- Dataset records -

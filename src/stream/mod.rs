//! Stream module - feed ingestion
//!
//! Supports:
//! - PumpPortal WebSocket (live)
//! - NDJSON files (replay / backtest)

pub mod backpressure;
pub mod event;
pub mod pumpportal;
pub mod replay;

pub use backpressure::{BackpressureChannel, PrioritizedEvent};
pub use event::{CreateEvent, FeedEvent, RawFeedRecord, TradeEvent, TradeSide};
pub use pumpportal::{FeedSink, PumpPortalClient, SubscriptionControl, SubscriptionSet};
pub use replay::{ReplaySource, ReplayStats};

- Problem details -
All of the entries above should be written out verbatim.

- Exercise response -
filename src/stream/mod.rs
//! Stream module - feed ingestion
//!
//! Supports:
//! - PumpPortal WebSocket (live)
//! - NDJSON files (replay / backtest)

pub mod backpressure;
pub mod event;
pub mod pumpportal;
pub mod replay;

pub use backpressure::{BackpressureChannel, PrioritizedEvent};
pub use event::{CreateEvent, FeedEvent, RawFeedRecord, TradeEvent, TradeSide};
pub use pumpportal::{FeedSink, PumpPortalClient, SubscriptionControl, SubscriptionSet};
pub use replay::{ReplaySource, ReplayStats};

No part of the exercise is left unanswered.